Research project: Gillian Rose and the Political

Abstract

Toward the end of her philosophical authorship, under the tripartite analogy of the soul, the city and the sacred, Gillian Rose made a critique of ‘the autodestruction of philosophy' in its ‘desertion of Athens in search of a New Jerusalem'. These reflections accompanied a restatement of her prognosis of ‘the trauma within reason itself' and extended her indelible claim for the retrieval of speculative philosophy. This retrieval was accompanied by a formidable intellectual history of modernity and a redress to the judged absence of any adequately sustained rehearsal of its legal character within its intellectual self-conceptions, especially across its Hellenic, Roman and Hebraic modes. Writing predominantly in the form of the extended philosophical essay, Rose´s authorship combined rigorous scholarly historical research and philosophical exegesis with highly original topographical and speculative completions of the tradition. Such speculative work, she argued, required the motility of suspending the ancient within the modern, and the universal within the particular. Taken together, her works combine to present one of the most original and ambitious histories of philosophy and philosophies of history of the last century, whilst opening up crucial avenues of research within the tradition of philosophy, history, and social and political thought. Rose´s refusal of the decisively modern ‘diremption of metaphysics and ethics' – a division which she argued was our history and our problem – was designed to counter the injury attendant upon any acceptance of their separation, and to reinvigorate the philosophical enterprise around a reading of the Hegelian authorship which centralises the rethinking of reason and revelation, around what she took to be the core speculative statement of absolute idealism  --  ‘the identity and non-identity of the church and state'. Whilst carrying this out, Rose made major interventions in the reception of thinkers such as Nietzsche, Kierkegaard, Freud, Adorno, Levinas and Mann.

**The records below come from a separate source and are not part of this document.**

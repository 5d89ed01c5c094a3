// standard library
use std::fmt;
use std::path::PathBuf;

// internal modules
use pfmc_format::f;

// external crates
use serde::{Deserialize, Serialize};

/// Whether a file is an input to, or an output of, a process
#[derive(Debug, Default, Clone, Copy, PartialEq, Eq, Serialize, Deserialize)]
#[serde(rename_all = "lowercase")]
pub enum Direction {
    /// Input to a process
    #[default]
    In,
    /// Produced by a process
    Out,
}

impl fmt::Display for Direction {
    fn fmt(&self, f: &mut fmt::Formatter) -> fmt::Result {
        match self {
            Self::In => write!(f, "in"),
            Self::Out => write!(f, "out"),
        }
    }
}

/// An uploaded file
#[derive(Debug, Clone, PartialEq, Eq, Serialize, Deserialize)]
pub struct FileRef {
    /// Project file id
    pub id: String,
    /// Absolute path of the local copy
    pub path: PathBuf,
    /// Input or output
    pub direction: Direction,
}

/// Typed value of a process measurement
///
/// Serialised with an explicit type tag so that integers and numbers survive
/// a round trip through JSON:
///
/// ```rust
/// # use pfmc_mcapi::Value;
/// let json = serde_json::to_string(&Value::Integer(2)).unwrap();
/// assert_eq!(json, r#"{"otype":"integer","value":2}"#);
/// ```
#[derive(Debug, Clone, PartialEq, Serialize, Deserialize)]
#[serde(tag = "otype", content = "value", rename_all = "lowercase")]
pub enum Value {
    /// Free text
    String(String),
    /// Floating point
    Number(f64),
    /// Whole number
    Integer(i64),
    /// True or false
    Boolean(bool),
}

impl fmt::Display for Value {
    fn fmt(&self, f: &mut fmt::Formatter) -> fmt::Result {
        match self {
            Self::String(v) => write!(f, "{v}"),
            Self::Number(v) => write!(f, "{v}"),
            Self::Integer(v) => write!(f, "{v}"),
            Self::Boolean(v) => write!(f, "{v}"),
        }
    }
}

/// A named attribute value recorded against a process
#[derive(Debug, Clone, PartialEq, Serialize, Deserialize)]
pub struct Measurement {
    /// Attribute description, e.g. `Computer name`
    pub attribute: String,
    /// Recorded value
    pub value: Value,
}

impl Measurement {
    /// Text measurement
    pub fn string(attribute: &str, value: &str) -> Self {
        Self {
            attribute: attribute.to_string(),
            value: Value::String(value.to_string()),
        }
    }

    /// Floating point measurement
    pub fn number(attribute: &str, value: f64) -> Self {
        Self {
            attribute: attribute.to_string(),
            value: Value::Number(value),
        }
    }

    /// Whole number measurement
    pub fn integer(attribute: &str, value: i64) -> Self {
        Self {
            attribute: attribute.to_string(),
            value: Value::Integer(value),
        }
    }

    /// True or false measurement
    pub fn boolean(attribute: &str, value: bool) -> Self {
        Self {
            attribute: attribute.to_string(),
            value: Value::Boolean(value),
        }
    }
}

impl fmt::Display for Measurement {
    fn fmt(&self, f: &mut fmt::Formatter) -> fmt::Result {
        write!(f, "{} = {}", self.attribute, self.value)
    }
}

/// An artifact produced by a process
#[derive(Debug, Default, Clone, PartialEq, Eq, Serialize, Deserialize)]
pub struct Sample {
    /// Sample id, e.g. `samp-1`
    pub id: String,
    /// Display name
    pub name: String,
    /// Ids of linked files
    pub files: Vec<String>,
}

/// An action performed in an experiment
///
/// Related samples and files are referenced by id. Use
/// [Client::find_sample](crate::Client::find_sample) to resolve them.
#[derive(Debug, Default, Clone, PartialEq, Serialize, Deserialize)]
pub struct Process {
    /// Process id, e.g. `proc-1`
    pub id: String,
    /// Display name
    pub name: String,
    /// Template the process was created from
    pub template_id: String,
    /// Measurements in the order they were added
    pub measurements: Vec<Measurement>,
    /// Ids of samples consumed by the process
    pub input_samples: Vec<String>,
    /// Ids of samples created by the process
    pub output_samples: Vec<String>,
    /// Ids of attached files
    pub files: Vec<String>,
}

impl Process {
    /// Value of the first measurement with a matching attribute
    pub fn measurement(&self, attribute: &str) -> Option<&Value> {
        self.measurements
            .iter()
            .find(|m| m.attribute == attribute)
            .map(|m| &m.value)
    }
}

impl fmt::Display for Process {
    fn fmt(&self, fmt: &mut fmt::Formatter) -> fmt::Result {
        let mut s = f!("Process {}\n", self.id);
        s += &f!("  Name           {}\n", self.name);
        s += &f!("  Template       {}\n", self.template_id);
        s += &f!("  Inputs         {}\n", self.input_samples.join(", "));
        s += &f!("  Outputs        {}\n", self.output_samples.join(", "));
        s += &f!("  Files          {}", self.files.join(", "));
        for measurement in &self.measurements {
            s += &f!("\n  - {measurement}");
        }
        write!(fmt, "{s}")
    }
}

#[cfg(test)]
mod tests {
    use super::*;

    #[test]
    fn tagged_values() {
        let m = Measurement::number("Time step", 0.5);
        let json = serde_json::to_string(&m).unwrap();
        assert_eq!(
            json,
            r#"{"attribute":"Time step","value":{"otype":"number","value":0.5}}"#
        );
        assert_eq!(serde_json::from_str::<Measurement>(&json).unwrap(), m);
    }

    #[test]
    fn direction_names() {
        assert_eq!(serde_json::to_string(&Direction::In).unwrap(), "\"in\"");
        assert_eq!(Direction::Out.to_string(), "out");
    }

    #[test]
    fn measurement_lookup() {
        let process = Process {
            measurements: vec![
                Measurement::string("Variable Name", "n"),
                Measurement::boolean("Converged", true),
            ],
            ..Default::default()
        };
        assert_eq!(process.measurement("Converged"), Some(&Value::Boolean(true)));
        assert_eq!(process.measurement("Variable Type"), None);
    }

    #[test]
    fn process_display() {
        let process = Process {
            id: "proc-1".into(),
            name: "Run Simulation".into(),
            template_id: "t".into(),
            input_samples: vec!["samp-1".into(), "samp-2".into()],
            measurements: vec![Measurement::integer("Cores", 4)],
            ..Default::default()
        };
        assert_eq!(
            process.to_string(),
            "Process proc-1\n  Name           Run Simulation\n  Template       t\n  Inputs         samp-1, samp-2\n  Outputs        \n  Files          \n  - Cores = 4"
        );
    }
}
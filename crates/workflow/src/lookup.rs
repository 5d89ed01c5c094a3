// internal modules
use crate::error::Result;
use crate::templates::{SampleKind, Templates};
use pfmc_mcapi::{Client, Sample};

// external crates
use log::{error, warn};

/// The output sample of the only process created for `kind`
///
/// Returns `None`, with a diagnostic, when there are no such processes or
/// more than one. This is not an error, the caller decides whether to abort.
pub fn find_unique_output_sample<C: Client>(
    client: &C,
    templates: &Templates,
    kind: SampleKind,
) -> Result<Option<Sample>> {
    let candidates = client.processes_with_template(templates.template(kind))?;

    let process = match candidates.as_slice() {
        [process] => process,
        [] => {
            error!("Did not find a {kind} sample");
            warn!(
                "Use '{} --create' to create one, or --{}-id <id> to specify explicitly",
                kind.command(),
                kind.command()
            );
            return Ok(None);
        }
        _ => {
            error!("Found multiple {kind} samples");
            for candidate in &candidates {
                warn!("  {}  id: {}", candidate.name, candidate.id);
            }
            warn!("Use --{}-id <id> to specify explicitly", kind.command());
            return Ok(None);
        }
    };

    let Some(sample_id) = process.output_samples.first() else {
        error!("Process {} has no output sample", process.id);
        return Ok(None);
    };
    Ok(Some(client.find_sample(sample_id)?))
}

/// Any sample in the experiment by id
///
/// Returns `None`, with a diagnostic, if there is no such sample.
pub fn find_sample_by_id<C: Client>(client: &C, sample_id: &str) -> Result<Option<Sample>> {
    match client.find_sample(sample_id) {
        Ok(sample) => Ok(Some(sample)),
        Err(pfmc_mcapi::Error::SampleNotFound(_)) => {
            error!("Did not find a sample with id {sample_id:?}");
            Ok(None)
        }
        Err(e) => Err(e.into()),
    }
}
// standard library
use std::fs::File;
use std::io::{BufReader, BufWriter, Write};
use std::path::{Path, PathBuf};

// internal modules
use crate::client::Client;
use crate::error::{Error, Result};
use crate::model::{Direction, FileRef, Measurement, Process, Sample};
use pfmc_format::f;

// external crates
use log::{debug, info, trace};
use serde::{Deserialize, Serialize};

/// A single client call, as recorded in the journal
#[derive(Debug, Clone, PartialEq, Serialize, Deserialize)]
#[serde(tag = "call", rename_all = "snake_case")]
pub enum Call {
    /// [Client::create_process_from_template]
    CreateProcess {
        process_id: String,
        template_id: String,
    },
    /// [Client::rename_process]
    RenameProcess {
        process_id: String,
        name: String,
    },
    /// [Client::create_samples]
    CreateSamples {
        process_id: String,
        sample_ids: Vec<String>,
    },
    /// [Client::add_measurement]
    AddMeasurement {
        process_id: String,
        measurement: Measurement,
    },
    /// [Client::upload_file]
    UploadFile {
        file_id: String,
        path: PathBuf,
        direction: Direction,
    },
    /// [Client::add_files]
    AddFiles {
        process_id: String,
        file_ids: Vec<String>,
    },
    /// [Client::link_files]
    LinkFiles {
        sample_id: String,
        file_ids: Vec<String>,
    },
    /// [Client::add_input_samples]
    AddInputSamples {
        process_id: String,
        sample_ids: Vec<String>,
    },
}

/// Local [Client] that records an experiment as a journal of calls
///
/// Ids are assigned locally as `proc-N`, `samp-N` and `file-N`, counting from
/// 1 in order of creation. The entities and the ordered call log are saved
/// together as JSON so that the session can be continued later, or replayed
/// against the platform by an uploader.
///
/// ```rust
/// # use pfmc_mcapi::{Client, Journal, Call};
/// let mut journal = Journal::default();
///
/// let process = journal.create_process_from_template("template").unwrap();
/// let samples = journal.create_samples(&process.id, &["Software"]).unwrap();
///
/// assert_eq!(process.id, "proc-1");
/// assert_eq!(samples[0].id, "samp-1");
/// assert_eq!(journal.calls.len(), 2);
/// assert!(matches!(journal.calls[1], Call::CreateSamples { .. }));
/// ```
#[derive(Debug, Default, Clone, PartialEq, Serialize, Deserialize)]
pub struct Journal {
    /// Processes in order of creation
    pub processes: Vec<Process>,
    /// Samples in order of creation
    pub samples: Vec<Sample>,
    /// Uploaded files
    pub files: Vec<FileRef>,
    /// Every call made, in order
    pub calls: Vec<Call>,
}

impl Journal {
    /// Load a saved journal, or start a new one if `path` does not exist
    pub fn open<P: AsRef<Path>>(path: P) -> Result<Self> {
        let path = path.as_ref();
        match path.exists() {
            true => Self::load(path),
            false => {
                info!("Starting new journal {}", path.display());
                Ok(Self::default())
            }
        }
    }

    /// Load a saved journal
    pub fn load<P: AsRef<Path>>(path: P) -> Result<Self> {
        let path = path.as_ref();
        debug!("Loading journal {}", path.display());
        let reader = BufReader::new(File::open(path)?);
        let journal: Self = serde_json::from_reader(reader)?;
        info!(
            "Loaded journal {} ({} calls)",
            path.display(),
            journal.calls.len()
        );
        Ok(journal)
    }

    /// Write the journal to `path` as pretty JSON
    pub fn save<P: AsRef<Path>>(&self, path: P) -> Result<()> {
        let path = path.as_ref();
        let mut writer = BufWriter::new(File::create(path)?);
        serde_json::to_writer_pretty(&mut writer, self)?;
        writer.flush()?;
        info!("Saved journal {} ({} calls)", path.display(), self.calls.len());
        Ok(())
    }

    /// Serialise the journal to a pretty JSON string
    pub fn to_json(&self) -> Result<String> {
        Ok(serde_json::to_string_pretty(self)?)
    }

    fn record(&mut self, call: Call) {
        trace!("{call:?}");
        self.calls.push(call);
    }

    fn process_mut(&mut self, process_id: &str) -> Result<&mut Process> {
        self.processes
            .iter_mut()
            .find(|p| p.id == process_id)
            .ok_or_else(|| Error::ProcessNotFound(process_id.to_string()))
    }

    fn sample_mut(&mut self, sample_id: &str) -> Result<&mut Sample> {
        self.samples
            .iter_mut()
            .find(|s| s.id == sample_id)
            .ok_or_else(|| Error::SampleNotFound(sample_id.to_string()))
    }
}

/// Append ids not already in the list
fn extend_unique(ids: &mut Vec<String>, new: &[String]) {
    for id in new {
        if !ids.contains(id) {
            ids.push(id.clone());
        }
    }
}

impl Client for Journal {
    fn create_process_from_template(&mut self, template_id: &str) -> Result<Process> {
        let process = Process {
            id: f!("proc-{}", self.processes.len() + 1),
            name: template_id.to_string(),
            template_id: template_id.to_string(),
            ..Default::default()
        };
        self.processes.push(process.clone());
        self.record(Call::CreateProcess {
            process_id: process.id.clone(),
            template_id: template_id.to_string(),
        });
        Ok(process)
    }

    fn rename_process(&mut self, process_id: &str, name: &str) -> Result<()> {
        self.process_mut(process_id)?.name = name.to_string();
        self.record(Call::RenameProcess {
            process_id: process_id.to_string(),
            name: name.to_string(),
        });
        Ok(())
    }

    fn create_samples(&mut self, process_id: &str, names: &[&str]) -> Result<Vec<Sample>> {
        // fail before creating anything
        self.process_mut(process_id)?;

        let first = self.samples.len() + 1;
        let samples: Vec<Sample> = names
            .iter()
            .enumerate()
            .map(|(n, name)| Sample {
                id: f!("samp-{}", first + n),
                name: name.to_string(),
                files: Vec::new(),
            })
            .collect();
        let sample_ids: Vec<String> = samples.iter().map(|s| s.id.clone()).collect();

        self.samples.extend(samples.iter().cloned());
        extend_unique(&mut self.process_mut(process_id)?.output_samples, &sample_ids);
        self.record(Call::CreateSamples {
            process_id: process_id.to_string(),
            sample_ids,
        });
        Ok(samples)
    }

    fn add_measurement(&mut self, process_id: &str, measurement: Measurement) -> Result<()> {
        self.process_mut(process_id)?
            .measurements
            .push(measurement.clone());
        self.record(Call::AddMeasurement {
            process_id: process_id.to_string(),
            measurement,
        });
        Ok(())
    }

    fn upload_file(&mut self, path: &Path, direction: Direction) -> Result<FileRef> {
        let path = path
            .canonicalize()
            .map_err(|_| Error::FileNotFound(path.to_path_buf()))?;

        let file = FileRef {
            id: f!("file-{}", self.files.len() + 1),
            path,
            direction,
        };
        info!("Uploading {} as {}", file.path.display(), file.id);
        self.files.push(file.clone());
        self.record(Call::UploadFile {
            file_id: file.id.clone(),
            path: file.path.clone(),
            direction,
        });
        Ok(file)
    }

    fn add_files(&mut self, process_id: &str, files: &[FileRef]) -> Result<()> {
        let file_ids: Vec<String> = files.iter().map(|f| f.id.clone()).collect();
        extend_unique(&mut self.process_mut(process_id)?.files, &file_ids);
        self.record(Call::AddFiles {
            process_id: process_id.to_string(),
            file_ids,
        });
        Ok(())
    }

    fn link_files(&mut self, sample_id: &str, files: &[FileRef]) -> Result<()> {
        let file_ids: Vec<String> = files.iter().map(|f| f.id.clone()).collect();
        extend_unique(&mut self.sample_mut(sample_id)?.files, &file_ids);
        self.record(Call::LinkFiles {
            sample_id: sample_id.to_string(),
            file_ids,
        });
        Ok(())
    }

    fn add_input_samples(&mut self, process_id: &str, samples: &[Sample]) -> Result<()> {
        let sample_ids: Vec<String> = samples.iter().map(|s| s.id.clone()).collect();
        for id in &sample_ids {
            self.find_sample(id)?;
        }
        extend_unique(&mut self.process_mut(process_id)?.input_samples, &sample_ids);
        self.record(Call::AddInputSamples {
            process_id: process_id.to_string(),
            sample_ids,
        });
        Ok(())
    }

    fn get_process(&self, process_id: &str) -> Result<Process> {
        self.processes
            .iter()
            .find(|p| p.id == process_id)
            .cloned()
            .ok_or_else(|| Error::ProcessNotFound(process_id.to_string()))
    }

    fn all_processes(&self) -> Result<Vec<Process>> {
        Ok(self.processes.clone())
    }

    fn find_sample(&self, sample_id: &str) -> Result<Sample> {
        self.samples
            .iter()
            .find(|s| s.id == sample_id)
            .cloned()
            .ok_or_else(|| Error::SampleNotFound(sample_id.to_string()))
    }
}

#[cfg(test)]
mod tests {
    use super::*;

    #[test]
    fn ids_count_from_one() {
        let mut journal = Journal::default();
        let a = journal.create_process_from_template("a").unwrap();
        let b = journal.create_process_from_template("b").unwrap();
        assert_eq!((a.id.as_str(), b.id.as_str()), ("proc-1", "proc-2"));

        let samples = journal.create_samples(&b.id, &["x", "y"]).unwrap();
        let more = journal.create_samples(&a.id, &["z"]).unwrap();
        assert_eq!(samples[1].id, "samp-2");
        assert_eq!(more[0].id, "samp-3");
        assert_eq!(journal.get_process("proc-2").unwrap().output_samples, ["samp-1", "samp-2"]);
    }

    #[test]
    fn unknown_ids_are_errors() {
        let mut journal = Journal::default();
        assert!(matches!(
            journal.rename_process("proc-9", "x"),
            Err(Error::ProcessNotFound(_))
        ));
        assert!(matches!(
            journal.create_samples("proc-9", &["x"]),
            Err(Error::ProcessNotFound(_))
        ));
        assert!(matches!(journal.find_sample("samp-1"), Err(Error::SampleNotFound(_))));

        // failed calls are not recorded
        assert!(journal.calls.is_empty());
        assert!(journal.samples.is_empty());
    }

    #[test]
    fn inputs_must_exist() {
        let mut journal = Journal::default();
        let process = journal.create_process_from_template("t").unwrap();
        let ghost = Sample {
            id: "samp-7".into(),
            ..Default::default()
        };
        let result = journal.add_input_samples(&process.id, &[ghost]);
        assert!(matches!(result, Err(Error::SampleNotFound(_))));
        assert_eq!(journal.calls.len(), 1);
    }

    #[test]
    fn new_process_is_named_after_template() {
        let mut journal = Journal::default();
        let process = journal.create_process_from_template("global_Software").unwrap();
        assert_eq!(process.name, "global_Software");
        journal.rename_process(&process.id, "Set Software").unwrap();
        assert_eq!(journal.get_process(&process.id).unwrap().name, "Set Software");
    }
}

Rose´s oeuvre still lacks any comprehensive philosophical reconstruction, thus leaving the bulk of its technical and historiographic interventions in ´modernity´ and ‘the speculative' only partially received. This absence of systematic reception is partly due to an adherence by many readers to the undeservedly secure status of independent disciplines, of which the authorship itself rejects (theology, philosophy, political theory, etc) and is partly due to the sheer scope of Rose´s project. Our task will begin with a critical analysis of her highly nuanced reading of legal paradigms across their interwoven actuality with modern European philosophy and political history, scrutinising her position against its three major codifications of that actuality – : i. the unacknowledged neo-Kantian philosophical basis of modern social and political theory ii. the premature completion of ‘philosophy' as political theology in the 20th century, and iii. the inseparable relation of Judaism and western philosophy. This will provide the basis of a critical exegesis of Rose´s account of our ancient entanglement with the need to think through ‘the absolute' which she advanced as an unsettling of our dispirited relation to ‘the work of reason in history' and as resistance to the illusions of tribalism, exclusive community, and the modern inability to reflect upon law and aporia. By advancing an extended technical-philosophical commentary to Rose's work, we set out to augment and supplement the recent revival of interest in her thought, expounding the internal and external tectonics of her authorship, whilst mining the highly inflected debates yet to be disclosed which take place between them. We will pay close attention to the early period of Rose´s work in her formative years studying with Dieter Henrich and Leszek Kolakowski, which are crucial to reconstructing the highly original contributions she made to the rereading of historically axiomatic yet notably overlooked figures within the post-Hegelian tradition, such as H Lotze, E Lask, B Bolzano and H Cohen.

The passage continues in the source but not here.